◆ **STUDY MATERIAL**

..............................

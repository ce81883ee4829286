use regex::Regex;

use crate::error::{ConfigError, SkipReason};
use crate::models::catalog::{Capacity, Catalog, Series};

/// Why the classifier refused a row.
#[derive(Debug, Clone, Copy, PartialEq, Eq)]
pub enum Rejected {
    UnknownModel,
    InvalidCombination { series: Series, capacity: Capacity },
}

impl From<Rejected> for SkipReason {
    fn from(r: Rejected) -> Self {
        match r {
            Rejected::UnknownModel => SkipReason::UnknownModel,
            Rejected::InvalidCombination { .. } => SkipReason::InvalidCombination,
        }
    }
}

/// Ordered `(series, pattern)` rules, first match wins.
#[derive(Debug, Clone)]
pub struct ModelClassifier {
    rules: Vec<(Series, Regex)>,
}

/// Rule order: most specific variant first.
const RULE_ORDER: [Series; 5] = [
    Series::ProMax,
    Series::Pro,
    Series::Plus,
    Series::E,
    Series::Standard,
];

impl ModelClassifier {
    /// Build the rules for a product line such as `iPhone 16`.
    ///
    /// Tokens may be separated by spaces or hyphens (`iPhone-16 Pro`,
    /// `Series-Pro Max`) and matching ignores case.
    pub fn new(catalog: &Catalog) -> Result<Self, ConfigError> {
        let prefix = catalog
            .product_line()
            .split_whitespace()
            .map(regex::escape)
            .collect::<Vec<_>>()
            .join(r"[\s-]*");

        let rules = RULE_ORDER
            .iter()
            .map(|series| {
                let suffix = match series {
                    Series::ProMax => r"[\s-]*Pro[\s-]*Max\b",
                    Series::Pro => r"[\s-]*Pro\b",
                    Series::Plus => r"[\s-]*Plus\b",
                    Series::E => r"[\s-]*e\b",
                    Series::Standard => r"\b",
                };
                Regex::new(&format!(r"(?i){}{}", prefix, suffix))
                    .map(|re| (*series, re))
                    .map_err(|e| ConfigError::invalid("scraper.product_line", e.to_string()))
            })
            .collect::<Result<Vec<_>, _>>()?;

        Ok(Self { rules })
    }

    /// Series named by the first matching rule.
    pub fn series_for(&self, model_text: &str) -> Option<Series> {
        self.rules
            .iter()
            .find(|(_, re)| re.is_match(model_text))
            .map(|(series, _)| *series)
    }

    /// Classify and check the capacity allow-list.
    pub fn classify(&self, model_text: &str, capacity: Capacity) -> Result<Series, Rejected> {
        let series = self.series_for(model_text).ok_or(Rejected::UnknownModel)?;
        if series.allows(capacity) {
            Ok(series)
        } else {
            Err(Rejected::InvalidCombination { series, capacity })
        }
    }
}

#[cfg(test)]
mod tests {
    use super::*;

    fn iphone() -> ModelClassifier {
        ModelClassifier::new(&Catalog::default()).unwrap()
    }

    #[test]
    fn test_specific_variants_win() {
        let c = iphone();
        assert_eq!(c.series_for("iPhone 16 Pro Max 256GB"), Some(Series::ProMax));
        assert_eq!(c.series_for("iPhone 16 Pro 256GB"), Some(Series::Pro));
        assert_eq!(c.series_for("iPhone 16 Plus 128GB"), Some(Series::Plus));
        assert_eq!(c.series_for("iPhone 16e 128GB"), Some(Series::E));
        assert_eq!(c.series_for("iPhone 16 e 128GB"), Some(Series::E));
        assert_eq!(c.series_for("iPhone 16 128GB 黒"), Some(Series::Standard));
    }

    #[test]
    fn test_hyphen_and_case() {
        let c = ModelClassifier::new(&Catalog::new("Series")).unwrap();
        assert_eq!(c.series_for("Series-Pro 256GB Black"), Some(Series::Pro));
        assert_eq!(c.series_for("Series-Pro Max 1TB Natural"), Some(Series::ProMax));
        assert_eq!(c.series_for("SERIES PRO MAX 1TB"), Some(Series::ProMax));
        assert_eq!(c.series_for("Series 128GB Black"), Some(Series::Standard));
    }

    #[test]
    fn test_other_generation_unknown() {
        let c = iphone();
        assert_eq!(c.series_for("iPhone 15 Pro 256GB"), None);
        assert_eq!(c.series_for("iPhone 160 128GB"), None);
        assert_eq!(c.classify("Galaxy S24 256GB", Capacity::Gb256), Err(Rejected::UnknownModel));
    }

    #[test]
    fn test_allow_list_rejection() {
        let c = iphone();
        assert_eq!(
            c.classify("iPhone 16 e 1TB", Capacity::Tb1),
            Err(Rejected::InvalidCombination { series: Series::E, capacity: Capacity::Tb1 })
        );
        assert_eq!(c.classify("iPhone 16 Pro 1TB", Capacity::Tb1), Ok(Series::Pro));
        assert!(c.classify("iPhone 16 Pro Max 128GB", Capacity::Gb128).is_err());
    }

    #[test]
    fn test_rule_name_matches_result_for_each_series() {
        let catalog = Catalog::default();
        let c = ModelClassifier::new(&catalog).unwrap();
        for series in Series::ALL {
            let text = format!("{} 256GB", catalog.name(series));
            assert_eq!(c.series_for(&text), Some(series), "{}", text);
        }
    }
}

..............................

◆ **WHAT TO WORK ON**
From the line containing "let catalog = Catalog::default();" to the last line of the listing, write everything out exactly. Nothing outside that stretch belongs.

◆ **FINISHED EXERCISE**
        let catalog = Catalog::default();
        let c = ModelClassifier::new(&catalog).unwrap();
        for series in Series::ALL {
            let text = format!("{} 256GB", catalog.name(series));
            assert_eq!(c.series_for(&text), Some(series), "{}", text);
        }
    }
}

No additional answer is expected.